### [TASK TO COMPLETE]
Only the lines holding "wire" are wanted; find them in the listing and return each one.

── GIVEN INFORMATION

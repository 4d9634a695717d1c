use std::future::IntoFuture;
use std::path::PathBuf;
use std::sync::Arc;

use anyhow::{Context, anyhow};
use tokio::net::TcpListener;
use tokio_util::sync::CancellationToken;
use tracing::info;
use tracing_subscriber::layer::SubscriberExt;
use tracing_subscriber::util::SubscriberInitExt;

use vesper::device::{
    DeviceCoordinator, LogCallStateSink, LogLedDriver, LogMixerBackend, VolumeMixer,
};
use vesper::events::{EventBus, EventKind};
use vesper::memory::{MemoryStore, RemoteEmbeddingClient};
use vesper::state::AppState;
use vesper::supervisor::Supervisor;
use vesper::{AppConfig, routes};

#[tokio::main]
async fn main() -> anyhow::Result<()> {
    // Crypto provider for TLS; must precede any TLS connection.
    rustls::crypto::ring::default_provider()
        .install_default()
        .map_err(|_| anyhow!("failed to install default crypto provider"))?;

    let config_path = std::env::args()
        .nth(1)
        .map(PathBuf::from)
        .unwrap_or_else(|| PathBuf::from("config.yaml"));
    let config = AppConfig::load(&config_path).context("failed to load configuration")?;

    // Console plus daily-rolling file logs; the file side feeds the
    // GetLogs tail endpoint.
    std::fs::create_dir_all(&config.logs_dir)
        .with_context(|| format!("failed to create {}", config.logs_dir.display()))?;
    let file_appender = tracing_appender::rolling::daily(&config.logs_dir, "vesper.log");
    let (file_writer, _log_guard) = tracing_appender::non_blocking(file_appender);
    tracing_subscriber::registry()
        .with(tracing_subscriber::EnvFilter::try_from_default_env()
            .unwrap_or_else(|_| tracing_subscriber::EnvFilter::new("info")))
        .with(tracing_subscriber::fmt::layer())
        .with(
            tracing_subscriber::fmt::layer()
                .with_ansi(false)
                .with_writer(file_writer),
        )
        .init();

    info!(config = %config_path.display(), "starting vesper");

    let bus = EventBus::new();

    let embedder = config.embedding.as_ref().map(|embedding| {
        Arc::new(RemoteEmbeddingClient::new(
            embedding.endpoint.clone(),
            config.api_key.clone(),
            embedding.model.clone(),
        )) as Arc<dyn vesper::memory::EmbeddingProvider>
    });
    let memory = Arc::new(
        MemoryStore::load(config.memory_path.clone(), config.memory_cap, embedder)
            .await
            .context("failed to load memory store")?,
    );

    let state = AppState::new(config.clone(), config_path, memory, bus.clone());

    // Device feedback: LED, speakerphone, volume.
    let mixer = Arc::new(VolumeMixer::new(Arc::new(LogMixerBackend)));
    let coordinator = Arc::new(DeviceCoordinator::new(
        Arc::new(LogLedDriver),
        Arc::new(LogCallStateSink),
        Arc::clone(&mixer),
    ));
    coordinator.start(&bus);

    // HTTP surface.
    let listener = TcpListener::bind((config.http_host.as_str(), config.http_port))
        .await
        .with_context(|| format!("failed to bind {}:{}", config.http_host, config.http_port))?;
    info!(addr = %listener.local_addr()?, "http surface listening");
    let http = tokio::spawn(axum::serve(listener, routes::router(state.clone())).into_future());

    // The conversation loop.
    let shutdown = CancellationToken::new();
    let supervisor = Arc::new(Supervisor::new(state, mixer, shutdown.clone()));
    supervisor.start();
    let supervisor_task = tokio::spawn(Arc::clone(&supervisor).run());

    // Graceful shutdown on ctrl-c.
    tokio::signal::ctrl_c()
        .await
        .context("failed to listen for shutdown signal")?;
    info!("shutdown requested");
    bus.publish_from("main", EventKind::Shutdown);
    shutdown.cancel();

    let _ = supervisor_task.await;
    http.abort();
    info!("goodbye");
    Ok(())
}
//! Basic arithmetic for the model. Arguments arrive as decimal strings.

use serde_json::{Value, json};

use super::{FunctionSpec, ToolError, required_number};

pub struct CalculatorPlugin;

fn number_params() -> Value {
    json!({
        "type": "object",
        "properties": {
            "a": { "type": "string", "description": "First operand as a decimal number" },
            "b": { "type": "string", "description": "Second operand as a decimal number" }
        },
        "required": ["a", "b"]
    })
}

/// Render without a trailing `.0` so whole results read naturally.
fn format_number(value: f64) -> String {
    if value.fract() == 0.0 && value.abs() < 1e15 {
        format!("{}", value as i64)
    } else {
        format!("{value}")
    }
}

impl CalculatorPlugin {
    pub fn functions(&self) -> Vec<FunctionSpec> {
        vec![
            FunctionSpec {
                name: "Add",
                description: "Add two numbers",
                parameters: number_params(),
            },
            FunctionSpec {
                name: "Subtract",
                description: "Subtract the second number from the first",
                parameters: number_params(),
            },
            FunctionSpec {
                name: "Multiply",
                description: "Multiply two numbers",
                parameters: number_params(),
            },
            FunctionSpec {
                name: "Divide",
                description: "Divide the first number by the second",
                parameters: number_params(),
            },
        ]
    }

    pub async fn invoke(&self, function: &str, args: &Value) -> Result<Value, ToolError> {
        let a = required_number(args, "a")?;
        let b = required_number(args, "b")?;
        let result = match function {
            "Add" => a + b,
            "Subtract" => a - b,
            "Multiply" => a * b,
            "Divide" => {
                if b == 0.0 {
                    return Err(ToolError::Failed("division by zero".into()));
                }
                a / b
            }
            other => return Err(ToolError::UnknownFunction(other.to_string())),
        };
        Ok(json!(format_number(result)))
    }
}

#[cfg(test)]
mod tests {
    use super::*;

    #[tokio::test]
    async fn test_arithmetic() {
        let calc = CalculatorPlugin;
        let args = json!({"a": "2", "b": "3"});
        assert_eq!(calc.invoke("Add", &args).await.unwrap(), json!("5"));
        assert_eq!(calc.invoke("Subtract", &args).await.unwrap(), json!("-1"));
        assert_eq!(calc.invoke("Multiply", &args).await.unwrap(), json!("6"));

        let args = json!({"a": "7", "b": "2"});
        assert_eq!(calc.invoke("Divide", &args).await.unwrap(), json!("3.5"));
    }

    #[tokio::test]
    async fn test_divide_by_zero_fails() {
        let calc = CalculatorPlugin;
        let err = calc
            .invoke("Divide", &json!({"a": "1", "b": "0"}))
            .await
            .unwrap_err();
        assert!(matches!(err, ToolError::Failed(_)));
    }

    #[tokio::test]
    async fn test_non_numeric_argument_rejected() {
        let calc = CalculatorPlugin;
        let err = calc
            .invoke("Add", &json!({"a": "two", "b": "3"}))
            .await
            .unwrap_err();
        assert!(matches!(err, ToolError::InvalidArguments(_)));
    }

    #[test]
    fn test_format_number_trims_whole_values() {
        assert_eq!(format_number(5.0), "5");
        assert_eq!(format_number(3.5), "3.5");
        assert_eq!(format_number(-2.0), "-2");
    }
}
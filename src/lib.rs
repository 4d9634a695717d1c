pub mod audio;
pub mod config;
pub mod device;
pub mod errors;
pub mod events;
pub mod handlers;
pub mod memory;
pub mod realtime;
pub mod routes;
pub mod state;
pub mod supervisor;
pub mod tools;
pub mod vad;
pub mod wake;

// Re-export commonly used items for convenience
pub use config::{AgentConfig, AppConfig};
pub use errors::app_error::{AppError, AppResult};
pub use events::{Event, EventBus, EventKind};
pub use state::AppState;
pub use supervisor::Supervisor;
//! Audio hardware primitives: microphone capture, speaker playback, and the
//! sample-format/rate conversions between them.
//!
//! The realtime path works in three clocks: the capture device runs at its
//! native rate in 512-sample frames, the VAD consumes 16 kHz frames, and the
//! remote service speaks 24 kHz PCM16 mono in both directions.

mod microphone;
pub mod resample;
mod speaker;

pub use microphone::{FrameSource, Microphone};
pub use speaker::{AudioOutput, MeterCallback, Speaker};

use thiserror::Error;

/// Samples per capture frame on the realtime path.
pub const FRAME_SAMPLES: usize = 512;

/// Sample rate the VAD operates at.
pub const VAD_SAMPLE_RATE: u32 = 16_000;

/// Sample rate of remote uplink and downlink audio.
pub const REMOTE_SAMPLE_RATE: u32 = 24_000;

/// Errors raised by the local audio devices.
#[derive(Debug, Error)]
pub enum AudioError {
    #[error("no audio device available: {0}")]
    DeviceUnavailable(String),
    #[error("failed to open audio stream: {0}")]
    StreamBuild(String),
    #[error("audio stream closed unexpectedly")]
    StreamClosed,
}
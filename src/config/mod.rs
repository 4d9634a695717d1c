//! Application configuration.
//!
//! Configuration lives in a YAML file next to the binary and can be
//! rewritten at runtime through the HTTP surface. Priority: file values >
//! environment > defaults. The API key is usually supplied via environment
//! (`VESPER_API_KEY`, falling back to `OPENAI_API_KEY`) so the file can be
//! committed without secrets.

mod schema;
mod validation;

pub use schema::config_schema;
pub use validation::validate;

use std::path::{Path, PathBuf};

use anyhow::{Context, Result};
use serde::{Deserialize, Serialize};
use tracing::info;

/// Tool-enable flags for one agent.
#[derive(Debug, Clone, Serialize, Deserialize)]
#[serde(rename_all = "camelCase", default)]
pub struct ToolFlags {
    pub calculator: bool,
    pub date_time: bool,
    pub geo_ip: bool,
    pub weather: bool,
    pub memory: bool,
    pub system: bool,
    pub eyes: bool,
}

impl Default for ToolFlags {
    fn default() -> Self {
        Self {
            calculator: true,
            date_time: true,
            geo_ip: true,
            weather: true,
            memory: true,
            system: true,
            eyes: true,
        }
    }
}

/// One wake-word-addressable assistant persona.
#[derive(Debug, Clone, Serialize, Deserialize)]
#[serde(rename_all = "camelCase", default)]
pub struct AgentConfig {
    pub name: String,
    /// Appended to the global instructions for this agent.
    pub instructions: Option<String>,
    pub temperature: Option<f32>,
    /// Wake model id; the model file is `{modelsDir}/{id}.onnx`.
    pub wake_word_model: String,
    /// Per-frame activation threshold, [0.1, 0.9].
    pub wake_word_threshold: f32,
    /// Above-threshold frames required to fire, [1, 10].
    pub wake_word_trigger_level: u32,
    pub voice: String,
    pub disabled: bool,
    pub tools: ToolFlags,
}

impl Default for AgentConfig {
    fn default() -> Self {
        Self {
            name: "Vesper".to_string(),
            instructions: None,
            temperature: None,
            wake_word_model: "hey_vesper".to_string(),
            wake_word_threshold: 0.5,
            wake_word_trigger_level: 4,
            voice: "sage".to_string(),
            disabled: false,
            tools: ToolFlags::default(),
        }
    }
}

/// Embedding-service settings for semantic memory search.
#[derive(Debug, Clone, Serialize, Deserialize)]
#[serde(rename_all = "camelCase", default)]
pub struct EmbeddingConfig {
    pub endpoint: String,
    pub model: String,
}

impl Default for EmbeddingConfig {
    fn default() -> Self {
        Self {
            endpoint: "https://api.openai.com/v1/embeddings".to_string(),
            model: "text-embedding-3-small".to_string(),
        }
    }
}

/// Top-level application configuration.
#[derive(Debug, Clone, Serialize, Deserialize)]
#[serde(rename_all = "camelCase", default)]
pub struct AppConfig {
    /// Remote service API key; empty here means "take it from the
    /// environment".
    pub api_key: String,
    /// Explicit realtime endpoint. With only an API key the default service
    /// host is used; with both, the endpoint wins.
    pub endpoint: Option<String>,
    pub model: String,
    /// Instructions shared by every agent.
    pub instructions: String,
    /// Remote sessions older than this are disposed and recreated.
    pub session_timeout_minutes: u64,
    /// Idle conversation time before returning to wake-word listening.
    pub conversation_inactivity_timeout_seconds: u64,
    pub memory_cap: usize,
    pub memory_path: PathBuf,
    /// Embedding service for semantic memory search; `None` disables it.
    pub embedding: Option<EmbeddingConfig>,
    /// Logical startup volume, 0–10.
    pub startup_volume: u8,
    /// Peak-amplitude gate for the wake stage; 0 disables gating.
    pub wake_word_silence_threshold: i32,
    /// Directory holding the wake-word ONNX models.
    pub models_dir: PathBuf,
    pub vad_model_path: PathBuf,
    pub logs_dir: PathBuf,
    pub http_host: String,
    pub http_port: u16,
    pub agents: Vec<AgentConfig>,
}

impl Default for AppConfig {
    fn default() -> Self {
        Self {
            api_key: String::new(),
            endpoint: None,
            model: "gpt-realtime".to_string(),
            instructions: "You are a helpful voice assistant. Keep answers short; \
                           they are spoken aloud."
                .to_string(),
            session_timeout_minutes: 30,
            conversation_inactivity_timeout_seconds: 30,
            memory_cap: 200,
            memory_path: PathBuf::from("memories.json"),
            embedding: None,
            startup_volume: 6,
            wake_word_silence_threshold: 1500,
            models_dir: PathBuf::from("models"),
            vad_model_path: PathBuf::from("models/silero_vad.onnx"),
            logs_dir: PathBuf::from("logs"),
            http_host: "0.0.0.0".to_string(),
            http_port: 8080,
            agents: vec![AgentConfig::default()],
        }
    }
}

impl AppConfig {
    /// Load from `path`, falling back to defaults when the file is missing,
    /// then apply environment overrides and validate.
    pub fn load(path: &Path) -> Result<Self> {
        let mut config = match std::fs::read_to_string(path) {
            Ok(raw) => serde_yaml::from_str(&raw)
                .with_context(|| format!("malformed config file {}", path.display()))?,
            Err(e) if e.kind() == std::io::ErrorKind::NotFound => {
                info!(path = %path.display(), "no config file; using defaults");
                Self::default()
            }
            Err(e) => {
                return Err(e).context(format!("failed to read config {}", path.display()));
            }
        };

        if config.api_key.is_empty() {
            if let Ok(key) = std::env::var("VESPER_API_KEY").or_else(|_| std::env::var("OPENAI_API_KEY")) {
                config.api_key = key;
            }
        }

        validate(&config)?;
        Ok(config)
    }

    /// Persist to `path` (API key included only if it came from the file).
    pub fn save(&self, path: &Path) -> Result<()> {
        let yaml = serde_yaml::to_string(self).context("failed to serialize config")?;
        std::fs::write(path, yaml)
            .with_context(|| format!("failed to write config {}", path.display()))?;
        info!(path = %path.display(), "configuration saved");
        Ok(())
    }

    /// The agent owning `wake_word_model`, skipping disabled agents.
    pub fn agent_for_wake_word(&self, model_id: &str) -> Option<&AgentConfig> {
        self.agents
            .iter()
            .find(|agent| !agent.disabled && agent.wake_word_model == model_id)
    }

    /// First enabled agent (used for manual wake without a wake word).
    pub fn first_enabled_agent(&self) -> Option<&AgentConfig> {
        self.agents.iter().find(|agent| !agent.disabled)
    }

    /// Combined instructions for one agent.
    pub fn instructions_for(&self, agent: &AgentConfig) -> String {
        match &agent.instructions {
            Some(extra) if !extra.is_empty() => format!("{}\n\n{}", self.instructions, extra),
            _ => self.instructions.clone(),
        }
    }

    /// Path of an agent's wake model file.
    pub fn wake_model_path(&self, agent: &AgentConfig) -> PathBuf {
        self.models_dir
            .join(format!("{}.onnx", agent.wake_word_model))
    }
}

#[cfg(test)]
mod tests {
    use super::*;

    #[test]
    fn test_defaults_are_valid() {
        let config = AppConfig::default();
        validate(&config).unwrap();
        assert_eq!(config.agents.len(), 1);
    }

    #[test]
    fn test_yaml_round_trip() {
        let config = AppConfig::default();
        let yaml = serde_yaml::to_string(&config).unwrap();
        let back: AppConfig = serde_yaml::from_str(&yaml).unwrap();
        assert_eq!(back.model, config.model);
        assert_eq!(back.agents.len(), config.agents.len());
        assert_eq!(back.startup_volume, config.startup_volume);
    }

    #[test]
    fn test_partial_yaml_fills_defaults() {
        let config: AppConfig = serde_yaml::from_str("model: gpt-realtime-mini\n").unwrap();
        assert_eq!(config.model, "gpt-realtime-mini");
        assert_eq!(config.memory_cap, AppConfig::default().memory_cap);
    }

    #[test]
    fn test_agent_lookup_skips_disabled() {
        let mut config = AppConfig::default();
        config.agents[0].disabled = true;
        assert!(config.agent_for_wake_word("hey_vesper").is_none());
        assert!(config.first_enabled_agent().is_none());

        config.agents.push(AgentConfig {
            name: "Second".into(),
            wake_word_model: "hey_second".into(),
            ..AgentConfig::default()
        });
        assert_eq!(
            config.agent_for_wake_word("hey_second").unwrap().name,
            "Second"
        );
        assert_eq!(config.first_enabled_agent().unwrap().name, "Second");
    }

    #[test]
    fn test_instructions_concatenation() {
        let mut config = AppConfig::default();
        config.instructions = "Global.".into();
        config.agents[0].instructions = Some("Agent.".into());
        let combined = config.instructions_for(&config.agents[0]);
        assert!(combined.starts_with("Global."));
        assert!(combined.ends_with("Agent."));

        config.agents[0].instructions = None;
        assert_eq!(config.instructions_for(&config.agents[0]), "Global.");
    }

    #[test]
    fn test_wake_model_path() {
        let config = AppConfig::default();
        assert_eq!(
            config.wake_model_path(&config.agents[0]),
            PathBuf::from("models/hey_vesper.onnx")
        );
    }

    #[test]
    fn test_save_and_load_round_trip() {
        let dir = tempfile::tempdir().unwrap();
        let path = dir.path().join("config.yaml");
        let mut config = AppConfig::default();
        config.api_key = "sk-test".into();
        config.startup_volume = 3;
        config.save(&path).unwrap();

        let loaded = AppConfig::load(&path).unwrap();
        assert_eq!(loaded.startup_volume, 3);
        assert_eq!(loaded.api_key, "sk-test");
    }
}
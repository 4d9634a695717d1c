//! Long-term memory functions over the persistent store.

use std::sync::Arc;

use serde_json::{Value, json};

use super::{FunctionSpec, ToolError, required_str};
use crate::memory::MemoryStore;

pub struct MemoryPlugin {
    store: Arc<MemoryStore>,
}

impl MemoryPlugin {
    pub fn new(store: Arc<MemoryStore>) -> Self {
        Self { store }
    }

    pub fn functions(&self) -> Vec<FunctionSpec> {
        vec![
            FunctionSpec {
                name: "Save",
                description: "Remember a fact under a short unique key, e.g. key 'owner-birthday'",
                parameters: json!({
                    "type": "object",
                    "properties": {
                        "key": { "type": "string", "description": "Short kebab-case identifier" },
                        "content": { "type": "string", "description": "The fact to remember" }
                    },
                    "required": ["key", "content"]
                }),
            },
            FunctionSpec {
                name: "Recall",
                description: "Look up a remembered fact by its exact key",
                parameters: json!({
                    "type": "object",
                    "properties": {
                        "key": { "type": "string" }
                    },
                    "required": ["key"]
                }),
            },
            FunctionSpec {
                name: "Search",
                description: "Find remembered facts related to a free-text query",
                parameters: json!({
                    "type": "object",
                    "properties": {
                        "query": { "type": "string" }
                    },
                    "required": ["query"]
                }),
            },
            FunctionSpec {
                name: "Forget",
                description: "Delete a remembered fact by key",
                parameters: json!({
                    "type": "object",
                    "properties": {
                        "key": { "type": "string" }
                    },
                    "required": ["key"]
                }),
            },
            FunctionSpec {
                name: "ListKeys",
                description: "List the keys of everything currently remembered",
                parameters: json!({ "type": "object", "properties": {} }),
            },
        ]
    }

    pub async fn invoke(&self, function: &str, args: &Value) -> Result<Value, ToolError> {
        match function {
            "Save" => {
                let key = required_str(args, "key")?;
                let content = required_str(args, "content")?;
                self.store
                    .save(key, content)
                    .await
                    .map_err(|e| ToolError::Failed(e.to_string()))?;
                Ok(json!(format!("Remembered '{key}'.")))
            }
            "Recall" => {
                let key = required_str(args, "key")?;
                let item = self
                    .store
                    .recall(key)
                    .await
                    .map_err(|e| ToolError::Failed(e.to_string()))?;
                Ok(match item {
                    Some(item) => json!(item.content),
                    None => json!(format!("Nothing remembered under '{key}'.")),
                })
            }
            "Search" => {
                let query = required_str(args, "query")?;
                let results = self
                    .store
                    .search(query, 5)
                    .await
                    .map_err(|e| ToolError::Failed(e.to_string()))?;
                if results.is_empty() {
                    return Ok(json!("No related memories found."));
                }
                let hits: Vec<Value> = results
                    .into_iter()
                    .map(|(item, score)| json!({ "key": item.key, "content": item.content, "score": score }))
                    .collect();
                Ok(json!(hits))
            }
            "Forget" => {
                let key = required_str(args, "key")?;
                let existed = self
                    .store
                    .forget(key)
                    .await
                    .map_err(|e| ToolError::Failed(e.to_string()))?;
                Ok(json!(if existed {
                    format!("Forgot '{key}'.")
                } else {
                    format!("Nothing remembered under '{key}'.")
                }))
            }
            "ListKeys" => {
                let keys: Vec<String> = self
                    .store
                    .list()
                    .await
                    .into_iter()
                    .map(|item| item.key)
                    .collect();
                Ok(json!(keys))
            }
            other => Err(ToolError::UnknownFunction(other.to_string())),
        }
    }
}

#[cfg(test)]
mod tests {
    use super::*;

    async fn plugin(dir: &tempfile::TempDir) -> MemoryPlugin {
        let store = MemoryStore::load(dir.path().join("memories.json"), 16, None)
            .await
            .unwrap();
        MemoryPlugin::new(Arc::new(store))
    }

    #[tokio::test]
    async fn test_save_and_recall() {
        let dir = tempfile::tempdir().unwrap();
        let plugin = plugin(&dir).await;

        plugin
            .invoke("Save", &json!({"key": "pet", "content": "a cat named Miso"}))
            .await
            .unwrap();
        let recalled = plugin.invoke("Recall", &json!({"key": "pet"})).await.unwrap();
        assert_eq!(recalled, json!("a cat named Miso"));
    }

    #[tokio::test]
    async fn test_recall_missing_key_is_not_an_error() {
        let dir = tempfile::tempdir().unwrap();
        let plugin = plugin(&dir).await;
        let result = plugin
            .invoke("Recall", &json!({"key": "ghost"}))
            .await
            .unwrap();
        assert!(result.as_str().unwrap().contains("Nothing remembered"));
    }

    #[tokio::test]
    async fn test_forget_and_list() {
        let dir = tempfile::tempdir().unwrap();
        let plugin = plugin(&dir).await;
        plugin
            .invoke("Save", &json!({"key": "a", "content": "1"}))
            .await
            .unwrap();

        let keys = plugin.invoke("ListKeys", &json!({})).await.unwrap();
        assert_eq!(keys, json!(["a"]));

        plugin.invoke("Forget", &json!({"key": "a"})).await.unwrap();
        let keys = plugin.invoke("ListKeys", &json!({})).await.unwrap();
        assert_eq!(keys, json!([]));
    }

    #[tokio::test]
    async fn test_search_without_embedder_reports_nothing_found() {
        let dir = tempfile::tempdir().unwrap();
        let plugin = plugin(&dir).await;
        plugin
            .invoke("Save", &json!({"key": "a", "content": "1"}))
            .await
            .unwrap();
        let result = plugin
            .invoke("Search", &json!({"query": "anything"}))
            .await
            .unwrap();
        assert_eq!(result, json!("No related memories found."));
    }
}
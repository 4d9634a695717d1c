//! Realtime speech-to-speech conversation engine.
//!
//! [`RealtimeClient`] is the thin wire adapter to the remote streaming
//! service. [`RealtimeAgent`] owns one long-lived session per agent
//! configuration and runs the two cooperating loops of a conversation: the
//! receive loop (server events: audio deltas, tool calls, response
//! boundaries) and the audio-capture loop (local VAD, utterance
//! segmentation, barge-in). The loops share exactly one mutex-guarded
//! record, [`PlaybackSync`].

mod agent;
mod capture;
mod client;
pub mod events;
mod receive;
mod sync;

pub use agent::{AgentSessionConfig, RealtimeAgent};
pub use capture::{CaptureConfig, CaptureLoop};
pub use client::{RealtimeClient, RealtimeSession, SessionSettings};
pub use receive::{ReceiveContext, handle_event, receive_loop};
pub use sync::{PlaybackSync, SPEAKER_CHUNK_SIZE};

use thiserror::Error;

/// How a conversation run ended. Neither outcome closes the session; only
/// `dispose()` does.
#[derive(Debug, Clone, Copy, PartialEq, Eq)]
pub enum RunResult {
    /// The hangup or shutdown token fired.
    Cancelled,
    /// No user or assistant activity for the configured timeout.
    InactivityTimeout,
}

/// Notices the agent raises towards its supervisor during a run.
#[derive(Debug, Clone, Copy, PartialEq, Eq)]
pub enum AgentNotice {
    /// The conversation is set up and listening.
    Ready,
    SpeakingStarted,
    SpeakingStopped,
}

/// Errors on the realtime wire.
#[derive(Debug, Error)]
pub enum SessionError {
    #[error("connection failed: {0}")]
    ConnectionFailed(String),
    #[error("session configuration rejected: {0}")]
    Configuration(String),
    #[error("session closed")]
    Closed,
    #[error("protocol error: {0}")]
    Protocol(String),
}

────

### [SOLUTION FOR THIS TASK]
//! [`RealtimeClient`] is the thin wire adapter to the remote streaming
/// Errors on the realtime wire.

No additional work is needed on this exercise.